German inefficiency – building nuclear fallout shelters

This is one of a pair of blogs about efficiency in Germany. This one concentrates on an area where things aren’t as efficient as you might expect, and the next will focus on good planning, execution and where things work well.

We visited a nuclear fall-out shelter this morning, housed beneath a large multiple-storey car park in former West Berlin. Built in the seventies, it was designed to house 3,600 shoppers from a nearby mall for a two week post-apocalyptic period.

Unfortunately, it had a number of design and planning flaws. Aside from the wisdom of building an extensive nuclear shelter in a city where perhaps neither the US nor Soviet Union might bomb, it again underlines why most things designed by governments don’t work (even if they are in Germany).

The first design flaw was that – by design – it needed a two week period to convert part of the car park into the roof of a shelter. This means you would need slightly more than the four minute waning prevalent at the time*.

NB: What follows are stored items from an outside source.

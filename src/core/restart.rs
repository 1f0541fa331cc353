//! # Restart-rate state.
//!
//! [`RestartState`] remembers when the supervised task was last restarted and
//! turns the current fault time into the delay to apply before the next launch.
//!
//! ## Algorithm
//! ```text
//! elapsed = now - last_restart
//! last_restart unset        → 0
//! elapsed >= window         → 0
//! elapsed <  min_interval   → min_interval - elapsed
//! otherwise                 → 0
//! last_restart = now + delay
//! ```
//!
//! `last_restart` is the moment the relaunch actually happens, not the moment of
//! the fault. A task that faults right after a delayed relaunch is therefore
//! delayed again, which keeps the steady-state rate at `max_restarts` per `window`.
//!
//! The caller holds the surrounding mutex only for [`RestartState::next_delay`]
//! and sleeps after releasing it.

use std::time::Duration;

use tokio::time::Instant;

use crate::core::config::SupervisorConfig;

/// Per-supervisor restart bookkeeping.
#[derive(Debug)]
pub(crate) struct RestartState {
    last_restart: Option<Instant>,
    window: Duration,
    min_interval: Duration,
}

impl RestartState {
    pub(crate) fn new(cfg: &SupervisorConfig) -> Self {
        Self {
            last_restart: None,
            window: cfg.window,
            min_interval: cfg.min_interval(),
        }
    }

    /// Records a fault at `now` and returns how long to wait before relaunching.
    ///
    /// Stores the relaunch time (`now + delay`), not the fault time. Storing the
    /// fault time would let a task that faults on every launch alternate between
    /// zero and `min_interval` delays and restart twice as often as `max_restarts`
    /// allows; see `test_steady_state_rate_is_capped`.
    pub(crate) fn next_delay(&mut self, now: Instant) -> Duration {
        let delay = match self.last_restart {
            Some(last) => {
                let elapsed = now.saturating_duration_since(last);
                if elapsed < self.window && elapsed < self.min_interval {
                    self.min_interval - elapsed
                } else {
                    Duration::ZERO
                }
            }
            None => Duration::ZERO,
        };
        self.last_restart = Some(now + delay);
        delay
    }
}
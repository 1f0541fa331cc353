//! # Handle to a running supervised task.
//!
//! Returned by [`Supervisor::start`](crate::Supervisor::start). Dropping the handle
//! detaches it: the supervised loop keeps running until the task returns normally
//! or the process exits.

use std::sync::{
    Arc,
    atomic::{AtomicU64, Ordering},
};

use tokio::task::JoinHandle;
use tokio_util::sync::CancellationToken;

/// Observes and stops one supervised loop.
#[derive(Debug)]
pub struct SupervisorHandle {
    join: JoinHandle<()>,
    token: CancellationToken,
    restarts: Arc<AtomicU64>,
}

impl SupervisorHandle {
    pub(crate) fn new(
        join: JoinHandle<()>,
        token: CancellationToken,
        restarts: Arc<AtomicU64>,
    ) -> Self {
        Self {
            join,
            token,
            restarts,
        }
    }

    /// Number of faults recovered so far (one restart per fault).
    pub fn restarts(&self) -> u64 {
        self.restarts.load(Ordering::Relaxed)
    }

    /// True once the loop has exited (normal completion or shutdown).
    pub fn is_finished(&self) -> bool {
        self.join.is_finished()
    }

    /// Requests the loop to stop.
    ///
    /// A running execution is aborted at its next `.await`; a pending backoff
    /// sleep is interrupted. Idempotent.
    pub fn shutdown(&self) {
        self.token.cancel();
    }

    /// Waits for the loop to exit and returns the total number of restarts.
    pub async fn join(self) -> u64 {
        if let Err(e) = self.join.await {
            tracing::warn!(error = %e, "supervisor loop terminated abnormally");
        }
        self.restarts.load(Ordering::Relaxed)
    }
}
//! # Async trap boundary.
//!
//! [`trap_future`] is the async counterpart of [`trap`](crate::trap()): a panic raised
//! while the wrapped future is being polled is captured as a [`Fault`] instead of
//! unwinding into the executor.
//!
//! Every poll runs inside its own [`TrapScope`], so the thread-bound marker never
//! survives across an `.await` point even when the task migrates between workers.

use std::future::{Future, poll_fn};
use std::panic::AssertUnwindSafe;
use std::pin::pin;

use futures::FutureExt;

use crate::trap::{Fault, TrapScope};

/// Awaits `fut`, capturing a panic as a [`Fault`].
///
/// # Example
/// ```
/// # #[tokio::main(flavor = "current_thread")]
/// # async fn main() {
/// let res: Result<(), faultvisor::Fault> = faultvisor::trap_future(async { panic!("boom") }).await;
/// assert_eq!(res.unwrap_err().message(), "boom");
/// # }
/// ```
pub async fn trap_future<F: Future>(fut: F) -> Result<F::Output, Fault> {
    let mut fut = pin!(AssertUnwindSafe(fut).catch_unwind());
    poll_fn(|cx| {
        let _scope = TrapScope::enter();
        fut.as_mut()
            .poll(cx)
            .map(|res| res.map_err(Fault::capture))
    })
    .await
}

#[cfg(test)]
mod tests {
    use std::time::Duration;

    use super::*;

    #[tokio::test]
    async fn test_ready_value_passes_through() {
        let res = trap_future(async { 5 }).await;
        assert_eq!(res.unwrap(), 5);
    }

    #[tokio::test]
    async fn test_panic_after_await_is_trapped() {
        let res: Result<(), Fault> = trap_future(async {
            tokio::time::sleep(Duration::from_millis(1)).await;
            panic!("late panic");
        })
        .await;

        let fault = res.unwrap_err();
        assert_eq!(fault.message(), "late panic");
        assert!(fault.backtrace().is_some_and(|b| b.contains("late panic")));
    }

    #[tokio::test]
    async fn test_spawned_trap_is_send() {
        let handle: tokio::task::JoinHandle<Result<(), Fault>> =
            tokio::spawn(trap_future(async { panic!("in task") }));
        let fault = handle.await.expect("task must not panic").unwrap_err();
        assert_eq!(fault.message(), "in task");
    }
}
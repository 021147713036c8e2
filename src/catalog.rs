//! The fixed fixture catalogs and the value model behind them.

use crate::content::{CSV_TABLE, SVG_MARKUP};
use crate::error::{FixtureError, Result};
use crate::upload::{UploadSurface, VerdictClass};
use crate::{CHAT_ATTACHMENT_LIMIT_BYTES, PROJECT_UPLOAD_LIMIT_BYTES};
use serde::Serialize;

const KIB: u64 = 1024;
const MIB: u64 = 1024 * 1024;

/// How a fixture's bytes are produced.
#[derive(Clone, Debug, PartialEq, Eq, Serialize)]
#[serde(tag = "type", rename_all = "snake_case")]
pub enum FileKind {
    /// UTF-8 content written verbatim.
    Text { content: String },
    /// Minimal PDF document padded with filler.
    Pdf,
    /// ZIP signature then zeros (docx/xlsx/pptx).
    ZipContainer,
    /// OLE compound-file signature then zeros (doc/xls/ppt).
    OleCompound,
    /// Extension-specific image signature then zeros.
    Image,
    Svg,
    Csv,
    Empty,
    /// A single byte repeated to the target size.
    Filled { byte: u8 },
    /// OS-sourced random bytes.
    Random,
}

/// Why a fixture is in the catalog, i.e. what the upload surface should do with it.
#[derive(Clone, Copy, Debug, PartialEq, Eq, Serialize)]
#[serde(rename_all = "snake_case")]
pub enum FixtureRole {
    Supported,
    AtLimit,
    Oversized,
    Empty,
    Unsupported,
    /// Acceptance not settled by the application yet; no expectation.
    Exploratory,
}

impl FixtureRole {
    pub fn expected_verdict(self) -> Option<VerdictClass> {
        match self {
            FixtureRole::Supported | FixtureRole::AtLimit => Some(VerdictClass::Accepted),
            FixtureRole::Oversized => Some(VerdictClass::TooLarge),
            FixtureRole::Empty => Some(VerdictClass::Empty),
            FixtureRole::Unsupported => Some(VerdictClass::UnsupportedType),
            FixtureRole::Exploratory => None,
        }
    }
}

#[derive(Clone, Debug, PartialEq, Eq, Serialize)]
pub struct FixtureSpec {
    pub name: String,
    pub size_bytes: u64,
    pub kind: FileKind,
    pub role: FixtureRole,
}

impl FixtureSpec {
    /// Entry whose size is given explicitly. For content-defined kinds the
    /// size is taken from the content instead and `size_bytes` is ignored.
    pub fn new(name: impl Into<String>, size_bytes: u64, kind: FileKind, role: FixtureRole) -> Self {
        let size_bytes = match &kind {
            FileKind::Text { content } => content.len() as u64,
            FileKind::Svg => SVG_MARKUP.len() as u64,
            FileKind::Csv => CSV_TABLE.len() as u64,
            FileKind::Empty => 0,
            _ => size_bytes,
        };
        Self {
            name: name.into(),
            size_bytes,
            kind,
            role,
        }
    }

    pub fn text(name: impl Into<String>, content: impl Into<String>, role: FixtureRole) -> Self {
        Self::new(name, 0, FileKind::Text { content: content.into() }, role)
    }
}

/// An ordered set of fixtures aimed at one upload surface.
#[derive(Clone, Debug, Serialize)]
pub struct FixtureCatalog {
    pub surface: UploadSurface,
    pub entries: Vec<FixtureSpec>,
}

impl FixtureCatalog {
    pub fn new(surface: UploadSurface) -> Self {
        Self {
            surface,
            entries: Vec::new(),
        }
    }

    pub fn push(&mut self, spec: FixtureSpec) -> &mut Self {
        self.entries.push(spec);
        self
    }

    pub fn get(&self, name: &str) -> Option<&FixtureSpec> {
        self.entries.iter().find(|spec| spec.name == name)
    }

    pub fn names(&self) -> impl Iterator<Item = &str> {
        self.entries.iter().map(|spec| spec.name.as_str())
    }

    pub fn len(&self) -> usize {
        self.entries.len()
    }

    pub fn is_empty(&self) -> bool {
        self.entries.is_empty()
    }

    /// Supported fixtures must be strictly under the surface limit, otherwise
    /// the "accepted" tests they back would be testing the boundary instead.
    pub fn validate(&self) -> Result<()> {
        let limit = self.surface.limit_bytes();
        for spec in &self.entries {
            if spec.role == FixtureRole::Supported && spec.size_bytes >= limit {
                return Err(FixtureError::ExceedsSurfaceLimit {
                    name: spec.name.clone(),
                    size: spec.size_bytes,
                    limit,
                    surface: self.surface.label(),
                });
            }
        }
        Ok(())
    }

    /// JSON manifest of the catalog for automation running in another process.
    pub fn to_json(&self) -> Result<String> {
        Ok(serde_json::to_string_pretty(self)?)
    }

    /// The catalog behind the project-files upload dialog.
    pub fn project_files() -> Self {
        use FixtureRole::*;

        let mut catalog = Self::new(UploadSurface::ProjectFiles);

        catalog
            .push(FixtureSpec::text("test-file.txt", "This is a test text file.\nLine 2\nLine 3", Supported))
            .push(FixtureSpec::text("file1.txt", "Sample text content for testing", Supported))
            .push(FixtureSpec::text(
                "readme.md",
                "# Test Markdown\n\n## Overview\nThis is a test markdown file.",
                Supported,
            ))
            .push(FixtureSpec::text("file2.md", "# Another Markdown\n\nTest content here.", Supported));

        for name in [
            "sample.pdf",
            "document.pdf",
            "document1.pdf",
            "test.pdf",
            "to-delete.pdf",
            "valid-document.pdf",
        ] {
            catalog.push(FixtureSpec::new(name, 1000 * KIB, FileKind::Pdf, Supported));
        }

        catalog
            .push(FixtureSpec::new("report.docx", 200 * KIB, FileKind::ZipContainer, Supported))
            .push(FixtureSpec::new("letter.doc", 1000 * KIB, FileKind::OleCompound, Supported))
            .push(FixtureSpec::new("document2.docx", 1000 * KIB, FileKind::ZipContainer, Supported))
            .push(FixtureSpec::new("data.xlsx", 1000 * KIB, FileKind::ZipContainer, Supported))
            .push(FixtureSpec::new("budget.xls", 120 * KIB, FileKind::OleCompound, Supported))
            .push(FixtureSpec::new("spreadsheet.xlsx", 1000 * KIB, FileKind::ZipContainer, Supported))
            .push(FixtureSpec::new("presentation.pptx", 1000 * KIB, FileKind::ZipContainer, Supported));

        for name in [
            "photo.jpg",
            "screenshot.png",
            "image.png",
            "valid-image.png",
            "sample.jpeg",
            "sample.webp",
            "sample.gif",
        ] {
            catalog.push(FixtureSpec::new(name, 1000 * KIB, FileKind::Image, Supported));
        }

        catalog
            .push(FixtureSpec::new("logo.svg", 0, FileKind::Svg, Supported))
            .push(FixtureSpec::new("data.csv", 0, FileKind::Csv, Exploratory));

        // Size boundaries
        catalog
            .push(FixtureSpec::new("large-file-11mb.pdf", 11 * MIB, FileKind::Pdf, Oversized))
            .push(FixtureSpec::new(
                "exact-10mb.txt",
                PROJECT_UPLOAD_LIMIT_BYTES,
                FileKind::Filled { byte: b'A' },
                AtLimit,
            ))
            .push(FixtureSpec::new("empty-file.txt", 0, FileKind::Empty, Empty));

        // Unsupported types
        catalog
            .push(FixtureSpec::new("malicious.exe", 50 * KIB, FileKind::Random, Unsupported))
            .push(FixtureSpec::text("script.js", "console.log(\"test\");", Unsupported))
            .push(FixtureSpec::new("video.mp4", 1024 * KIB, FileKind::Random, Unsupported))
            .push(FixtureSpec::new("audio.mp3", 512 * KIB, FileKind::Random, Unsupported))
            .push(FixtureSpec::new("invalid.exe", 100 * KIB, FileKind::Random, Unsupported));

        catalog
    }

    /// The catalog behind the chat input's attachment control.
    pub fn chat_attachments() -> Self {
        use FixtureRole::*;

        let mut catalog = Self::new(UploadSurface::ChatAttachment);

        catalog
            .push(FixtureSpec::text("document.txt", "Test content", Supported))
            .push(FixtureSpec::new("large.txt", 99 * KIB, FileKind::Filled { byte: b'a' }, Supported))
            .push(FixtureSpec::new(
                "limit.txt",
                CHAT_ATTACHMENT_LIMIT_BYTES,
                FileKind::Filled { byte: b'a' },
                AtLimit,
            ))
            .push(FixtureSpec::new("huge.txt", 200 * KIB, FileKind::Filled { byte: b'a' }, Oversized))
            .push(FixtureSpec::new("massive.txt", MIB, FileKind::Filled { byte: b'x' }, Oversized))
            .push(FixtureSpec::new("malware.exe", KIB, FileKind::Random, Unsupported))
            .push(FixtureSpec::text("script.sh", "#!/bin/sh\necho test\n", Unsupported))
            .push(FixtureSpec::new("archive.zip", KIB, FileKind::ZipContainer, Unsupported))
            .push(FixtureSpec::new("empty.txt", 0, FileKind::Empty, Exploratory))
            .push(FixtureSpec::text("null.txt", "text\0null", Exploratory));

        catalog
    }
}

The second flaw was a process one. There was only one entry point via a narrow staircase into a small holding room. This small holding room was used as a kind of ante-room. There were showers in this ante-room** and a hatch where someone could clock in the requisite 3,600 with a counter. Now call me a dramatist, but I’ve seen Spielberg’s War of the Worlds and I doubt that people would queue in an orderly way while the four minute siren sounded above.

The third flaw was tremendous overcrowding in the main room. The contractors were paid 1,400 Marks per bed in the shelter. On the positive side, this meant that they made a nice little profit on the building of the car park. On the less positive side, they had probably designed a modern day black hole of Calcutta (or, as they call it today probably, black hole of Kolkota). Beds would have been everywhere with scarcely any space except for single file squeezing between beds. Insufficient toilets had been built in, probably condemning the entire area to one big toilet. The authorities had partly got around this little issue by having a rota for toilet time so that you could only use the toilet for a specified 8 hour period. Woe betide you if you were caught short in the other 16 hours.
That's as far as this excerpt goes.